Après de longues minutes de psalmodie silencieuse, Rachel lève le regard, tout est sincère, même l’air surchauffé et le lit rococo. C’est passionnant, Stan, je ne comprends pas tout, mais c’est de l’hébreu, j’arrive à déchiffrer certains mots. Ce sont des chartes du Moyen Âge, elles ont été écrites à Liège alors? Stanislas, assis à l’autre bout du lit, ouvre les bras et les mains comme un grand crucifié maladroit.
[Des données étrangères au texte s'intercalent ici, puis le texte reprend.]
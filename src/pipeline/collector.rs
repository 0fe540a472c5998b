//! Collector: drains scanner emissions until the finish signal, rendering progress as it goes.

use anyhow::{Result, anyhow};
use crossbeam_channel::{Receiver, select_biased};
use log::debug;

use crate::engine::progress::ProgressRenderer;
use crate::{RepoPath, ScanEvent, ScanResult};

/// Wait for exactly one event. An emission that is ready always wins over the finish signal.
pub fn next_event(path_rx: &Receiver<RepoPath>, done_rx: &Receiver<usize>) -> ScanEvent {
    select_biased! {
        recv(path_rx) -> msg => match msg {
            Ok(path) => ScanEvent::Found(path),
            Err(_) => ScanEvent::Drained,
        },
        recv(done_rx) -> msg => match msg {
            Ok(count) => ScanEvent::Finished(count),
            Err(_) => ScanEvent::Abandoned,
        },
    }
}

fn accept<R: ProgressRenderer + ?Sized>(found: &mut ScanResult, path: RepoPath, renderer: &mut R) {
    found.push(path);
    if let Some(last) = found.last() {
        renderer.found(found.len(), last);
    }
}

/// Run the collector loop: append every emission in arrival order until the scanner signals
/// it is finished. Emissions still buffered when the finish signal is seen are drained before
/// returning, so nothing sent before the signal is lost.
///
/// Fails only if the scanner disappears without sending the finish signal.
pub fn collect_emissions<R: ProgressRenderer + ?Sized>(
    path_rx: &Receiver<RepoPath>,
    done_rx: &Receiver<usize>,
    renderer: &mut R,
) -> Result<ScanResult> {
    let mut found = ScanResult::new();
    let reported = loop {
        match next_event(path_rx, done_rx) {
            ScanEvent::Found(path) => accept(&mut found, path, renderer),
            ScanEvent::Finished(count) => break count,
            ScanEvent::Drained => match done_rx.recv() {
                Ok(count) => break count,
                Err(_) => return Err(anyhow!("scanner exited without signalling completion")),
            },
            ScanEvent::Abandoned => {
                return Err(anyhow!("scanner exited without signalling completion"));
            }
        }
    };
    for path in path_rx.try_iter() {
        accept(&mut found, path, renderer);
    }
    if reported != found.len() {
        debug!(
            "collector: scanner reported {} paths, received {}",
            reported,
            found.len()
        );
    }
    Ok(found)
}
//! Command handlers for cache and select operations

use anyhow::{Context, Result};
use log::info;
use std::sync::Arc;
use std::sync::atomic::{AtomicBool, Ordering};

use crate::Opts;
use crate::engine::chooser::TerminalChooser;
use crate::engine::progress::CounterRenderer;
use crate::pipeline::build_cache;
use crate::select::select_from_cache;

/// Handle `cache`: scan the root and rewrite the cache file. Ctrl+C stops the scan without
/// touching the cache.
pub fn handle_cache(opts: &Opts) -> Result<()> {
    let cache_file = opts.cache_file()?;
    let root = opts.root_path()?;

    let cancel_requested = Arc::new(AtomicBool::new(false));
    let cancel_requested_handler = Arc::clone(&cancel_requested);
    ctrlc::set_handler(move || {
        cancel_requested_handler.store(true, Ordering::Relaxed);
    })
    .context("set Ctrl+C handler")?;

    info!("Scanning {} for git repositories", root.display());
    let mut renderer = CounterRenderer::new("Scanning");
    let written = build_cache(opts, &mut renderer, Some(cancel_requested))?;
    info!(
        "wrote {} directories to cache {}",
        written,
        cache_file.display()
    );
    Ok(())
}

/// Handle select: print exactly one line, the picked repository or the current directory.
pub fn handle_select(opts: &Opts) -> Result<()> {
    let cwd = std::env::current_dir().context("determine current directory")?;
    let mut chooser = TerminalChooser::default();
    let line = select_from_cache(opts, &mut chooser, &cwd)?;
    println!("{line}");
    Ok(())
}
Je ne sais pas, je n’ai pas eu le temps de les déchiffrer depuis hier, il faut que je voie cela de plus près. Mais veux-tu les reprendre, y jeter un oeil, tu pourrais traduire la partie hébraïque?
Rachel rosit. Elle est émue. Elle accepte tout de suite, sans laisser à Stanislas le temps du doute, du repentir, elle ne veut pas perdre ce moment-là. Oui, elle lui doit bien, il lui paie son loyer, son charbon, son gîte et son couvert, Stanislas. Elle lui a promis qu’elle prendrait moins de clients. Qu’elle serait plus prudente, qu’elle suivrait les fameuses pratiques des hygiénistes à la mode qu’il lui a longuement exposées. Et puis elle se sent enfin quelque chose, quelqu’un même. C’est un gentil. Un brave homme.
Stanislas se rhabille vite, il doit y aller, c’est l’heure du souper, il doit retrouver sa Victoire.